AMD has been on a roll with its desktop and laptop CPUs in recent years, even as Intel catches up with its 11th and 12th-gen Core processors. Today the company revealed the Ryzen 7000 series of chips, marking another massive leap forward.
AMD revealed its new generation of Ryzen processors today at Computex 2022, called the Ryzen 7000 series. The processors will be the first to use AMD’s ‘Zen 4’ architecture, which the company says has an “extremely efficient 5nm” design — making it the first 5nm desktop processor ever (though the I/O components are 6nm). The smaller manufacturing die (in theory) means faster performance and improved power efficiency compared to older CPUs. Apple has been selling products with 5nm chips for a while now, including the A14 in the iPhone and the M1 in recent Mac computers, and Qualcomm’s Snapdragon 8cx Gen 3 chipset for PCs is also 5nm.
Ryzen 7000 also includes double the amount of L2 cache per core, PCIe 5.0 support, higher clock speeds (the company showed off Ghostwire: Tokyo running at 5.5GHz), and DDR5 support. AMD says the new chips deliver a “15% uplift in single-thread performance versus the prior generation.”
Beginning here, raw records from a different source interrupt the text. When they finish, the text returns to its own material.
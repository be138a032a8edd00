//! Numeric and boolean traits.

use std::rc::Rc;

use crate::has_traits::HasTraits;
use crate::value::{Value, ValueKind};

use super::{TraitError, TraitKind, TraitType};

/// Checks an inclusive `[min, max]` range.
fn check_bounds<T: PartialOrd + ToString>(
    trait_type: &TraitType,
    obj: &HasTraits,
    value: T,
    min: Option<T>,
    max: Option<T>,
) -> Result<T, TraitError> {
    let violated = match (min, max) {
        (Some(min), _) if value < min => Some(("less than", min.to_string())),
        (_, Some(max)) if value > max => Some(("greater than", max.to_string())),
        _ => None,
    };
    match violated {
        Some((relation, bound)) => Err(TraitError::OutOfBounds {
            subject: trait_type.subject(obj, false),
            relation,
            bound,
            value: value.to_string(),
        }),
        None => Ok(value),
    }
}

#[allow(clippy::cast_possible_truncation, clippy::cast_precision_loss)]
fn truncate(x: f64) -> Option<i64> {
    let t = x.trunc();
    (t.is_finite() && t >= i64::MIN as f64 && t < i64::MAX as f64).then_some(t as i64)
}

/// An integer, with optional inclusive bounds.
///
/// `Int::coerce()` is the casting variant: it also accepts floats
/// (truncated), booleans and numeric strings.
#[derive(Debug, Clone, Default)]
pub struct Int {
    min: Option<i64>,
    max: Option<i64>,
    castable: Vec<ValueKind>,
    coerce: bool,
}

impl Int {
    #[must_use]
    pub fn new() -> Self {
        Self::default()
    }

    /// The casting variant (`CInt`).
    #[must_use]
    pub fn coerce() -> Self {
        Self {
            coerce: true,
            ..Self::default()
        }
    }

    #[must_use]
    pub const fn min(mut self, min: i64) -> Self {
        self.min = Some(min);
        self
    }

    #[must_use]
    pub const fn max(mut self, max: i64) -> Self {
        self.max = Some(max);
        self
    }

    /// Also accept values of these kinds, converting them to integers.
    #[must_use]
    pub fn castable(mut self, kinds: impl IntoIterator<Item = ValueKind>) -> Self {
        self.castable.extend(kinds);
        self
    }

    fn cast(&self, value: &Value) -> Option<i64> {
        match value {
            Value::Int(i) => Some(*i),
            Value::Float(x) if self.coerce || self.castable.contains(&ValueKind::Float) => {
                truncate(*x)
            }
            Value::Bool(b) if self.coerce || self.castable.contains(&ValueKind::Bool) => {
                Some(i64::from(*b))
            }
            Value::Str(s) if self.coerce || self.castable.contains(&ValueKind::Str) => {
                s.trim().replace('_', "").parse().ok()
            }
            _ => None,
        }
    }
}

impl TraitKind for Int {
    fn type_name(&self) -> &'static str {
        if self.coerce { "CInt" } else { "Int" }
    }

    fn info(&self) -> String {
        "an int".to_owned()
    }

    fn validate(
        &self,
        trait_type: &Rc<TraitType>,
        obj: &HasTraits,
        value: Value,
    ) -> Result<Value, TraitError> {
        let i = self
            .cast(&value)
            .ok_or_else(|| trait_type.error(obj, &value))?;
        check_bounds(trait_type, obj, i, self.min, self.max).map(Value::Int)
    }

    fn default_value(&self) -> Option<Value> {
        Some(Value::Int(0))
    }
}

/// A float, with optional inclusive bounds. Integers are always accepted
/// and converted.
///
/// `Float::coerce()` also accepts booleans and numeric strings.
#[derive(Debug, Clone, Default)]
pub struct Float {
    min: Option<f64>,
    max: Option<f64>,
    coerce: bool,
}

impl Float {
    #[must_use]
    pub fn new() -> Self {
        Self::default()
    }

    /// The casting variant (`CFloat`).
    #[must_use]
    pub fn coerce() -> Self {
        Self {
            coerce: true,
            ..Self::default()
        }
    }

    #[must_use]
    pub const fn min(mut self, min: f64) -> Self {
        self.min = Some(min);
        self
    }

    #[must_use]
    pub const fn max(mut self, max: f64) -> Self {
        self.max = Some(max);
        self
    }
}

impl TraitKind for Float {
    fn type_name(&self) -> &'static str {
        if self.coerce { "CFloat" } else { "Float" }
    }

    fn info(&self) -> String {
        "a float".to_owned()
    }

    #[allow(clippy::cast_precision_loss)]
    fn validate(
        &self,
        trait_type: &Rc<TraitType>,
        obj: &HasTraits,
        value: Value,
    ) -> Result<Value, TraitError> {
        let x = match &value {
            Value::Float(x) => *x,
            Value::Int(i) => *i as f64,
            Value::Bool(b) if self.coerce => f64::from(u8::from(*b)),
            Value::Str(s) if self.coerce => s
                .trim()
                .parse()
                .map_err(|_| trait_type.error(obj, &value))?,
            _ => return Err(trait_type.error(obj, &value)),
        };
        check_bounds(trait_type, obj, x, self.min, self.max).map(Value::Float)
    }

    fn default_value(&self) -> Option<Value> {
        Some(Value::Float(0.0))
    }
}

/// A boolean. Integers `0` and `1` are accepted as `False` and `True`.
///
/// `Bool::coerce()` accepts anything and keeps its truthiness.
#[derive(Debug, Clone, Default)]
pub struct Bool {
    coerce: bool,
}

impl Bool {
    #[must_use]
    pub fn new() -> Self {
        Self::default()
    }

    /// The casting variant (`CBool`).
    #[must_use]
    pub const fn coerce() -> Self {
        Self { coerce: true }
    }
}

impl TraitKind for Bool {
    fn type_name(&self) -> &'static str {
        if self.coerce { "CBool" } else { "Bool" }
    }

    fn info(&self) -> String {
        "a boolean".to_owned()
    }

    fn validate(
        &self,
        trait_type: &Rc<TraitType>,
        obj: &HasTraits,
        value: Value,
    ) -> Result<Value, TraitError> {
        match value {
            Value::Bool(_) => Ok(value),
            Value::Int(0) => Ok(Value::Bool(false)),
            Value::Int(1) => Ok(Value::Bool(true)),
            other if self.coerce => Ok(Value::Bool(other.is_truthy())),
            other => Err(trait_type.error(obj, &other)),
        }
    }

    fn default_value(&self) -> Option<Value> {
        Some(Value::Bool(false))
    }
}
Besides the usual mix of speed improvements and support for new hardware, there are a few significant changes to how AMD processors have worked in the past. Ryzen 7000 requires the new AM5 socket, which will mean anyone upgrading their PC will definitely have to buy a new motherboard alongside the CPU. AMD has supported the same AM4 socket since the first generation of Ryzen CPUs in 2017 — a significant achievement when Intel usually requires a new socket for every new CPU generation. However, coolers designed for AM4 will still work with AM5.
The Verge reports that every single Ryzen 7000 processor will have some level of integrated graphics, so you won’t necessarily have to plug in a graphics card (which are still hard to come by) just to get a video output. Intel and AMD both sell processors with and without integrated graphics, but it sounds like the feature will be guaranteed on Ryzen 7000.
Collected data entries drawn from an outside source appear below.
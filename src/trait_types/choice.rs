//! Enumerated-choice traits.

use std::rc::Rc;

use crate::has_traits::HasTraits;
use crate::value::Value;

use super::{TraitError, TraitKind, TraitType};

fn choices_repr(values: &[Value]) -> String {
    Value::List(values.to_vec()).to_string()
}

/// One of a fixed set of values, matched exactly.
#[derive(Debug, Clone)]
pub struct Enum {
    values: Vec<Value>,
}

impl Enum {
    pub fn new<T: Into<Value>>(values: impl IntoIterator<Item = T>) -> Self {
        Self {
            values: values.into_iter().map(Into::into).collect(),
        }
    }

    #[must_use]
    pub fn values(&self) -> &[Value] {
        &self.values
    }
}

impl TraitKind for Enum {
    fn type_name(&self) -> &'static str {
        "Enum"
    }

    fn info(&self) -> String {
        format!("any of {}", choices_repr(&self.values))
    }

    fn validate(
        &self,
        trait_type: &Rc<TraitType>,
        obj: &HasTraits,
        value: Value,
    ) -> Result<Value, TraitError> {
        if self.values.contains(&value) {
            Ok(value)
        } else {
            Err(trait_type.error(obj, &value))
        }
    }
}

/// One of a fixed set of strings, matched ignoring case. The declared
/// spelling is stored.
#[derive(Debug, Clone)]
pub struct CaselessStrEnum {
    values: Vec<String>,
}

impl CaselessStrEnum {
    pub fn new<T: Into<String>>(values: impl IntoIterator<Item = T>) -> Self {
        Self {
            values: values.into_iter().map(Into::into).collect(),
        }
    }
}

impl TraitKind for CaselessStrEnum {
    fn type_name(&self) -> &'static str {
        "CaselessStrEnum"
    }

    fn info(&self) -> String {
        let values: Vec<Value> = self.values.iter().map(|v| Value::str(v.as_str())).collect();
        format!("any of {} (case-insensitive)", choices_repr(&values))
    }

    fn validate(
        &self,
        trait_type: &Rc<TraitType>,
        obj: &HasTraits,
        value: Value,
    ) -> Result<Value, TraitError> {
        let found = value.as_str().and_then(|s| {
            let folded = s.to_lowercase();
            self.values.iter().find(|v| v.to_lowercase() == folded)
        });
        found
            .map(|v| Value::str(v.as_str()))
            .ok_or_else(|| trait_type.error(obj, &value))
    }
}

/// One of a fixed set of strings, matched by unique prefix (or substring).
///
/// An exact match always wins. Otherwise exactly one choice must match;
/// zero or several candidates is an error.
#[derive(Debug, Clone)]
pub struct FuzzyEnum {
    values: Vec<String>,
    case_sensitive: bool,
    substring_match: bool,
}

impl FuzzyEnum {
    pub fn new<T: Into<String>>(values: impl IntoIterator<Item = T>) -> Self {
        Self {
            values: values.into_iter().map(Into::into).collect(),
            case_sensitive: false,
            substring_match: false,
        }
    }

    #[must_use]
    pub const fn case_sensitive(mut self, yes: bool) -> Self {
        self.case_sensitive = yes;
        self
    }

    /// Match anywhere in a choice instead of only at its start.
    #[must_use]
    pub const fn substring_match(mut self, yes: bool) -> Self {
        self.substring_match = yes;
        self
    }

    fn fold(&self, s: &str) -> String {
        if self.case_sensitive {
            s.to_owned()
        } else {
            s.to_lowercase()
        }
    }

    fn resolve(&self, input: &str) -> Option<&str> {
        let needle = self.fold(input);
        if let Some(exact) = self.values.iter().find(|v| self.fold(v) == needle) {
            return Some(exact);
        }
        let mut candidates = self.values.iter().filter(|v| {
            let choice = self.fold(v);
            if self.substring_match {
                choice.contains(&needle)
            } else {
                choice.starts_with(&needle)
            }
        });
        match (candidates.next(), candidates.next()) {
            (Some(only), None) => Some(only),
            _ => None,
        }
    }
}

impl TraitKind for FuzzyEnum {
    fn type_name(&self) -> &'static str {
        "FuzzyEnum"
    }

    fn info(&self) -> String {
        let values: Vec<Value> = self.values.iter().map(|v| Value::str(v.as_str())).collect();
        let case = if self.case_sensitive {
            "case-sensitive"
        } else {
            "case-insensitive"
        };
        let how = if self.substring_match {
            "substring"
        } else {
            "prefix"
        };
        format!("any {case} {how} of {}", choices_repr(&values))
    }

    fn validate(
        &self,
        trait_type: &Rc<TraitType>,
        obj: &HasTraits,
        value: Value,
    ) -> Result<Value, TraitError> {
        value
            .as_str()
            .and_then(|s| self.resolve(s))
            .map(Value::str)
            .ok_or_else(|| trait_type.error(obj, &value))
    }
}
AMD didn’t reveal the specific processors in its new Ryzen 7000 lineup, but the company says they will be available starting in Q4 2022. Pricing is expected to range from $399 to $699.
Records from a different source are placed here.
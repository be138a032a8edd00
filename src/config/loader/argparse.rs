//! Command lines declared from classes, parsed with clap.
//!
//! Every configurable trait of every registered class becomes a
//! `--Class.trait` option. Container traits take one value per
//! occurrence, or a fixed number of values when their `multiplicity`
//! metadata says so. Aliases and flags become options too. Tokens no
//! option claims are handed to [`KeyValueConfigLoader`].

use clap::parser::ValueSource;
use clap::{Arg, ArgAction, ArgMatches, Command};
use indexmap::IndexMap;

use crate::config::defaults::{MULTIPLICITY, MULTIPLICITY_KEY};
use crate::config::error::ConfigError;
use crate::config::tree::Config;
use crate::has_traits::Class;
use crate::trait_types::{ContainerKind, TraitType};
use crate::value::Value;

use super::kv::{DictItem, Flag, KeyValueConfigLoader, LoadedArgs, Rhs, exec_config_str};

/// How many values an option takes.
#[derive(Debug, Clone, Copy, PartialEq, Eq)]
enum Arity {
    /// No values.
    Flag,
    /// One value per occurrence, collected across occurrences.
    Append,
    /// Between `min` and `max` values; the last occurrence wins.
    Range { min: usize, max: Option<usize> },
}

impl Arity {
    const ONE: Self = Self::Range { min: 1, max: Some(1) };

    const fn max_values(self) -> usize {
        match self {
            Self::Flag => 0,
            Self::Append => 1,
            Self::Range { max: Some(max), .. } => max,
            Self::Range { max: None, .. } => usize::MAX,
        }
    }
}

/// How the values of an option become a config value.
#[derive(Debug, Clone, PartialEq, Eq)]
enum Shape {
    Scalar,
    Container,
    /// Dict trait, with its name for error messages.
    Dict(String),
}

#[derive(Debug, Clone)]
enum Role {
    Assign { dest: String, shape: Shape },
    Flag(Config),
    /// A flag with no values, an assignment otherwise.
    FlagOrAssign { dest: String, shape: Shape, flag: Config },
}

#[derive(Debug, Clone)]
struct Declared {
    id: String,
    long: String,
    short: Option<char>,
    arity: Arity,
    role: Role,
}

/// What the command line asked for, in command-line order.
enum Occurrence {
    Assign { dest: String, shape: Shape, append: bool, values: Vec<String> },
    Flag(Config),
}

/// Parses command lines with options declared from classes, aliases and
/// flags.
#[derive(Debug, Clone, Default)]
pub struct ArgParseConfigLoader {
    classes: Vec<Class>,
    aliases: IndexMap<String, String>,
    flags: IndexMap<String, Flag>,
}

impl ArgParseConfigLoader {
    #[must_use]
    pub fn new() -> Self {
        Self::default()
    }

    /// Declares `--Class.trait` options for the class's configurable traits.
    #[must_use]
    pub fn class(mut self, class: &Class) -> Self {
        self.classes.push(class.clone());
        self
    }

    /// Lets `--name` (and `-n` for one-letter names) set `target`, a
    /// `Class.trait` path.
    #[must_use]
    pub fn alias(mut self, name: impl Into<String>, target: impl Into<String>) -> Self {
        self.aliases.insert(name.into(), target.into());
        self
    }

    /// Registers `--name` to apply `config`.
    #[must_use]
    pub fn flag(mut self, name: impl Into<String>, config: Config, help: impl Into<String>) -> Self {
        self.flags.insert(name.into(), Flag::new(config, help));
        self
    }

    /// Parses `argv`, which excludes the program name.
    ///
    /// Declared options are applied first, then flags, then whatever the
    /// key=value loader makes of the remaining tokens, which wins over
    /// both.
    ///
    /// # Errors
    ///
    /// Returns [`ConfigError::Argument`] for bad declarations, values
    /// clap rejects, malformed dict items, and anything the key=value
    /// loader rejects.
    pub fn load_config<S: AsRef<str>>(&self, argv: &[S]) -> Result<LoadedArgs, ConfigError> {
        let declared = self.declare()?;
        let (known, leftover) = partition(&declared, argv);
        let matches = build_command(&declared)
            .try_get_matches_from(&known)
            .map_err(|e| ConfigError::argument(e.to_string().trim_end()))?;

        let mut config = Config::new();
        let mut flags = Vec::new();
        for (dest, (shape, values)) in collect_assignments(&declared, &matches, &mut flags) {
            exec_config_str(&mut config, &dest, rhs_for(&shape, values)?)?;
        }
        for flag in &flags {
            config.update_sections(flag)?;
        }

        let mut extra_args = Vec::new();
        if !leftover.is_empty() {
            let rest = KeyValueConfigLoader::new().load_config(&leftover)?;
            let mut merged = rest.config;
            merged.merge(&config);
            config = merged;
            extra_args = rest.extra_args;
        }
        tracing::debug!(
            options = known.len(),
            leftover = leftover.len(),
            "Command line parsed"
        );
        Ok(LoadedArgs { config, extra_args })
    }

    fn declare(&self) -> Result<Vec<Declared>, ConfigError> {
        let mut declared = Vec::new();
        let mut shapes: IndexMap<String, (Shape, Arity)> = IndexMap::new();
        for class in &self.classes {
            for (name, t) in class.configurable_traits() {
                let path = format!("{}.{name}", class.name());
                let (shape, arity) = option_shape(&name, &t)?;
                shapes.insert(path.clone(), (shape.clone(), arity));
                declared.push(Declared {
                    id: path.clone(),
                    long: path.clone(),
                    short: None,
                    arity,
                    role: Role::Assign { dest: path, shape },
                });
            }
        }

        let mut alias_flags: IndexMap<&str, &Config> = IndexMap::new();
        for (key, flag) in &self.flags {
            if let Some(target) = self.aliases.get(key) {
                alias_flags.insert(target, &flag.config);
                continue;
            }
            declared.push(Declared {
                id: format!("flag:{key}"),
                long: key.clone(),
                short: single_char(key),
                arity: Arity::Flag,
                role: Role::Flag(flag.config.clone()),
            });
        }

        for (key, target) in &self.aliases {
            let (shape, mut arity) = shapes
                .get(target)
                .cloned()
                .unwrap_or((Shape::Scalar, Arity::ONE));
            let role = match alias_flags.get(target.as_str()) {
                Some(_) if arity == Arity::Append => {
                    return Err(ConfigError::argument(format!(
                        "The alias `{key}` for the 'append' sequence config-trait `{target}` cannot be also a flag!"
                    )));
                }
                Some(flag) => {
                    if arity == Arity::ONE {
                        arity = Arity::Range { min: 0, max: Some(1) };
                    }
                    Role::FlagOrAssign {
                        dest: target.clone(),
                        shape,
                        flag: (*flag).clone(),
                    }
                }
                None => Role::Assign {
                    dest: target.clone(),
                    shape,
                },
            };
            declared.push(Declared {
                id: format!("alias:{key}"),
                long: key.clone(),
                short: single_char(key),
                arity,
                role,
            });
        }
        Ok(declared)
    }
}

fn single_char(key: &str) -> Option<char> {
    let mut chars = key.chars();
    match (chars.next(), chars.next()) {
        (Some(c), None) => Some(c),
        _ => None,
    }
}

/// Shape and arity of the option for a configurable trait.
fn option_shape(name: &str, t: &TraitType) -> Result<(Shape, Arity), ConfigError> {
    let shape = match t.container() {
        None => return Ok((Shape::Scalar, Arity::ONE)),
        Some(ContainerKind::Dict) => Shape::Dict(name.to_owned()),
        Some(_) => Shape::Container,
    };
    let arity = match t.metadata(MULTIPLICITY_KEY) {
        None => Arity::Append,
        Some(Value::Str(s)) if s == MULTIPLICITY => Arity::Append,
        Some(Value::Str(s)) if s == "+" => Arity::Range { min: 1, max: None },
        Some(Value::Str(s)) if s == "*" => Arity::Range { min: 0, max: None },
        Some(Value::Int(n)) if *n > 0 => {
            let n = usize::try_from(*n).unwrap_or(usize::MAX);
            Arity::Range { min: n, max: Some(n) }
        }
        Some(other) => {
            return Err(ConfigError::argument(format!(
                "Invalid multiplicity {other} for config-trait '{name}'"
            )));
        }
    };
    Ok((shape, arity))
}

fn build_command(declared: &[Declared]) -> Command {
    let mut command = Command::new(env!("CARGO_PKG_NAME"))
        .no_binary_name(true)
        .disable_help_flag(true)
        .disable_version_flag(true)
        .args_override_self(true);
    for d in declared {
        let mut arg = Arg::new(d.id.clone()).long(d.long.clone());
        if let Some(c) = d.short {
            arg = arg.short(c);
        }
        arg = match d.arity {
            Arity::Flag => arg.action(ArgAction::SetTrue),
            Arity::Append => arg.num_args(1).action(ArgAction::Append),
            Arity::Range { min, max: Some(max) } => arg.num_args(min..=max).action(ArgAction::Set),
            Arity::Range { min, max: None } => arg.num_args(min..).action(ArgAction::Set),
        };
        if d.arity != Arity::Flag {
            arg = arg.allow_negative_numbers(true);
        }
        command = command.arg(arg);
    }
    command
}

fn looks_negative(token: &str) -> bool {
    token
        .strip_prefix('-')
        .is_some_and(|rest| rest.parse::<f64>().is_ok())
}

/// Splits `argv` into tokens for declared options and everything else.
/// Option values follow their option, up to its arity.
fn partition<S: AsRef<str>>(declared: &[Declared], argv: &[S]) -> (Vec<String>, Vec<String>) {
    let mut known = Vec::new();
    let mut leftover = Vec::new();
    let mut tokens = argv.iter().map(AsRef::as_ref).peekable();
    while let Some(token) = tokens.next() {
        if token == "--" {
            leftover.push(token.to_owned());
            leftover.extend(tokens.by_ref().map(str::to_owned));
            break;
        }
        let (name, inline) = token.split_once('=').map_or((token, false), |(n, _)| (n, true));
        let option = if let Some(long) = name.strip_prefix("--") {
            declared.iter().find(|d| d.long == long)
        } else if let Some(short) = name.strip_prefix('-').and_then(single_char) {
            declared.iter().find(|d| d.short == Some(short))
        } else {
            None
        };
        let Some(option) = option else {
            leftover.push(token.to_owned());
            continue;
        };
        known.push(token.to_owned());
        if inline {
            continue;
        }
        let mut taken = 0;
        while taken < option.arity.max_values() {
            match tokens.peek() {
                Some(&next) if next != "--" && (!next.starts_with('-') || looks_negative(next)) => {
                    known.push(next.to_owned());
                    tokens.next();
                    taken += 1;
                }
                _ => break,
            }
        }
    }
    (known, leftover)
}

fn given(matches: &ArgMatches, id: &str) -> bool {
    matches.value_source(id) == Some(ValueSource::CommandLine)
}

/// Turns parsed options into assignments per destination, in the order
/// they were given, and pushes triggered flags onto `flags`. For a
/// destination set through several options, appended values accumulate
/// and otherwise the last one wins.
fn collect_assignments(
    declared: &[Declared],
    matches: &ArgMatches,
    flags: &mut Vec<Config>,
) -> IndexMap<String, (Shape, Vec<String>)> {
    let mut occurrences: Vec<(usize, Occurrence)> = Vec::new();
    for d in declared.iter().filter(|d| given(matches, &d.id)) {
        let first_index = matches.index_of(&d.id).unwrap_or(0);
        let (dest, shape, flag) = match &d.role {
            Role::Flag(flag) => {
                occurrences.push((first_index, Occurrence::Flag(flag.clone())));
                continue;
            }
            Role::Assign { dest, shape } => (dest, shape, None),
            Role::FlagOrAssign { dest, shape, flag } => (dest, shape, Some(flag)),
        };
        let values: Vec<String> = matches
            .get_many::<String>(&d.id)
            .map(|v| v.cloned().collect())
            .unwrap_or_default();
        if values.is_empty() {
            if let Some(flag) = flag {
                occurrences.push((first_index, Occurrence::Flag(flag.clone())));
                continue;
            }
        }
        if d.arity == Arity::Append {
            let indices: Vec<usize> = matches.indices_of(&d.id).map(Iterator::collect).unwrap_or_default();
            for (i, value) in values.into_iter().enumerate() {
                let index = indices.get(i).copied().unwrap_or(first_index);
                occurrences.push((
                    index,
                    Occurrence::Assign { dest: dest.clone(), shape: shape.clone(), append: true, values: vec![value] },
                ));
            }
        } else {
            occurrences.push((
                first_index,
                Occurrence::Assign { dest: dest.clone(), shape: shape.clone(), append: false, values },
            ));
        }
    }
    occurrences.sort_by_key(|(index, _)| *index);

    let mut assignments: IndexMap<String, (Shape, Vec<String>)> = IndexMap::new();
    for (_, occurrence) in occurrences {
        match occurrence {
            Occurrence::Flag(flag) => flags.push(flag),
            Occurrence::Assign { dest, shape, append, values } => {
                let slot = assignments.entry(dest).or_insert_with(|| (shape, Vec::new()));
                if !append {
                    slot.1.clear();
                }
                slot.1.extend(values);
            }
        }
    }
    assignments
}

/// Splits a dict option value into a pair, or keeps a whole `{...}`
/// literal.
fn dict_item(trait_name: &str, value: &str) -> Result<DictItem, ConfigError> {
    if value.starts_with('{') && value.ends_with('}') && value.contains(':') {
        return Ok(DictItem::Literal(value.to_owned()));
    }
    match value.split_once('=') {
        Some((key, item)) if !key.is_empty() => Ok(DictItem::Pair(key.to_owned(), item.to_owned())),
        _ => Err(ConfigError::argument(format!(
            "Expecting <key>=<value> for Dict-trait '{trait_name}', got {value:?}!"
        ))),
    }
}

fn rhs_for(shape: &Shape, values: Vec<String>) -> Result<Rhs, ConfigError> {
    Ok(match shape {
        Shape::Scalar => match <[String; 1]>::try_from(values) {
            Ok([single]) => Rhs::Single(single),
            Err(values) => Rhs::Items(values),
        },
        Shape::Container => Rhs::Items(values),
        Shape::Dict(name) => Rhs::Dict(
            values
                .iter()
                .map(|value| dict_item(name, value))
                .collect::<Result<_, _>>()?,
        ),
    })
}

#[cfg(test)]
#[path = "argparse_tests.rs"]
mod tests;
The new lineup certainly looks impressive on paper, but we’ll have to wait for real-world performance tests to see if AMD pulled off another winner. The main competition from Intel at the moment is the first wave of ‘Alder Lake’ chips, including the Core i9-12900K — which AMD says is 30% slower than one of the company’s pre-production Ryzen 7000 processors in a Blender multi-threaded rendering test. Intel is also expected to release 13th-generation Core processors later this year (‘Raptor Lake’), which will be manufactured on the same 7nm process as the i9-12900K.